Ma che fine hanno fatto i militanti che sino a poco più di un anno fa facevano parte dell’amministrazione Strescino? L’assessore alla viabilità e alla Polizia Municipale Antonio Gagliano, dopo la difficile gestione dell’Imperia Calcio, è tornato a sfornare focaccine e fare caffè nel suo bar di via Cascione. Il suo collega assessore all’innovazione tecnologica e all’immigrazione, questa delega ci sembra proprio azzeccata, Alessandro Falciola è stato uno dei grandi sostenitori/organizzatori della lista “Imperia Cambia” del sindaco Carlo Capacci appoggiando l’attuale assessore al verde e all’arredo urbano Maria Teresa Parodi (ex capogruppo della Lega Nord in consiglio comunale). L’ex consigliere Luca Martino (conosciuto anche come il Re degli assenteisti, ndr) dimessosi anche lui dal partito fondato da Umberto Bossi ha appoggiato la candidatura della Parodi rimanendo fiducioso che qualcosa a livello lombardo accada nel partito.
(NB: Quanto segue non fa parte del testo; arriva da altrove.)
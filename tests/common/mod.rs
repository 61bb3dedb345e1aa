#![allow(dead_code)]

use mtls_probe::domain::ProbeConfig;
use rustls::pki_types::{CertificateDer, PrivateKeyDer};
use rustls::server::WebPkiClientVerifier;
use rustls::{RootCertStore, ServerConfig};
use std::net::SocketAddr;
use std::sync::Arc;
use tokio::io::{AsyncRead, AsyncReadExt, AsyncWriteExt};
use tokio::net::TcpListener;
use tokio::sync::mpsc::{unbounded_channel, UnboundedReceiver};
use tokio_rustls::TlsAcceptor;

pub fn fixture(name: &str) -> String {
    format!("{}/tests/fixtures/{}", env!("CARGO_MANIFEST_DIR"), name)
}

pub fn config_for(server_host: &str) -> ProbeConfig {
    ProbeConfig {
        server_host: server_host.to_string(),
        ca_cert_path: fixture("ca.pem"),
        client_cert_path: fixture("client.pem"),
        client_key_path: fixture("client.key"),
    }
}

fn certs(name: &str) -> Vec<CertificateDer<'static>> {
    let pem = std::fs::read(fixture(name)).unwrap();
    rustls_pemfile::certs(&mut pem.as_slice())
        .collect::<Result<Vec<_>, _>>()
        .unwrap()
}

fn key(name: &str) -> PrivateKeyDer<'static> {
    let pem = std::fs::read(fixture(name)).unwrap();
    rustls_pemfile::private_key(&mut pem.as_slice()).unwrap().unwrap()
}

/// Server side of the fixtures: presents `server.pem` and demands a client
/// certificate signed by `ca.pem`.
fn server_config() -> ServerConfig {
    let provider = Arc::new(rustls::crypto::ring::default_provider());

    let mut roots = RootCertStore::empty();
    for cert in certs("ca.pem") {
        roots.add(cert).unwrap();
    }
    let verifier = WebPkiClientVerifier::builder_with_provider(Arc::new(roots), provider.clone())
        .build()
        .unwrap();

    ServerConfig::builder_with_provider(provider)
        .with_safe_default_protocol_versions()
        .unwrap()
        .with_client_cert_verifier(verifier)
        .with_single_cert(certs("server.pem"), key("server.key"))
        .unwrap()
}

pub struct TestServer {
    pub addr: SocketAddr,
    /// Raw bytes of every request that completed a handshake.
    pub requests: UnboundedReceiver<Vec<u8>>,
}

impl TestServer {
    pub fn host(&self) -> String {
        self.addr.to_string()
    }
}

/// Answers every request with `200 OK` and `body`, then closes the connection.
pub async fn spawn_mtls_server(body: &'static [u8]) -> TestServer {
    let mut response = format!(
        "HTTP/1.1 200 OK\r\ncontent-length: {}\r\nconnection: close\r\n\r\n",
        body.len()
    )
    .into_bytes();
    response.extend_from_slice(body);

    spawn_server(Some(response)).await
}

/// Answers every request with exactly `response`, then closes the connection.
pub async fn spawn_raw_mtls_server(response: &[u8]) -> TestServer {
    spawn_server(Some(response.to_vec())).await
}

/// Completes the handshake and reads the request but never answers.
pub async fn spawn_silent_mtls_server() -> TestServer {
    spawn_server(None).await
}

async fn spawn_server(response: Option<Vec<u8>>) -> TestServer {
    let acceptor = TlsAcceptor::from(Arc::new(server_config()));
    let listener = TcpListener::bind("127.0.0.1:0").await.unwrap();
    let addr = listener.local_addr().unwrap();
    let (request_tx, requests) = unbounded_channel();
    let response = Arc::new(response);

    tokio::spawn(async move {
        while let Ok((tcp, _)) = listener.accept().await {
            let acceptor = acceptor.clone();
            let request_tx = request_tx.clone();
            let response = response.clone();
            tokio::spawn(async move {
                let Ok(mut stream) = acceptor.accept(tcp).await else {
                    return;
                };

                let request = read_request(&mut stream).await;
                let _ = request_tx.send(request);

                match response.as_deref() {
                    Some(response) => {
                        let _ = stream.write_all(response).await;
                        let _ = stream.shutdown().await;
                    }
                    None => std::future::pending::<()>().await,
                }
            });
        }
    });

    TestServer { addr, requests }
}

async fn read_request<S: AsyncRead + Unpin>(stream: &mut S) -> Vec<u8> {
    let mut request = Vec::new();
    let mut chunk = [0u8; 1024];

    loop {
        let n = match stream.read(&mut chunk).await {
            Ok(0) | Err(_) => break,
            Ok(n) => n,
        };
        request.extend_from_slice(&chunk[..n]);

        if let Some(head_end) = find(&request, b"\r\n\r\n") {
            let expected = head_end + 4 + content_length(&request[..head_end]);
            if request.len() >= expected {
                break;
            }
        }
    }

    request
}

fn find(haystack: &[u8], needle: &[u8]) -> Option<usize> {
    haystack.windows(needle.len()).position(|w| w == needle)
}

fn content_length(head: &[u8]) -> usize {
    String::from_utf8_lossy(head)
        .lines()
        .filter_map(|line| line.split_once(':'))
        .find(|(name, _)| name.trim().eq_ignore_ascii_case("content-length"))
        .and_then(|(_, value)| value.trim().parse().ok())
        .unwrap_or(0)
}

/// Splits a captured request into its head and body.
pub fn split_request(request: &[u8]) -> (String, Vec<u8>) {
    match find(request, b"\r\n\r\n") {
        Some(end) => (
            String::from_utf8_lossy(&request[..end]).into_owned(),
            request[end + 4..].to_vec(),
        ),
        None => (String::from_utf8_lossy(request).into_owned(), Vec::new()),
    }
}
L’ex consigliere Monica Gatti è rimasta nella Lega Nord risultando la più votata della sua lista con 157 preferenze, la Parodi ne ha presi 152 in più.

Il risultato fallimentare leghista non ha ancora registrato assunzioni di responsabilità né da parte del responsabile delle elezioni amministrative in provincia Mariano Porro né da parte del segretario regionale Sonia Viale. Alle prossime elezioni provinciali non sarà facile per Porro, con la sezione di Sanremo commissariata e i “ribelli” ad Imperia e a Diano Marina, tornare a ricoprire incarichi di prestigio senza scendere direttamente in campo dimostrando agli alleati del Pdl il proprio consenso elettorale. Good luck!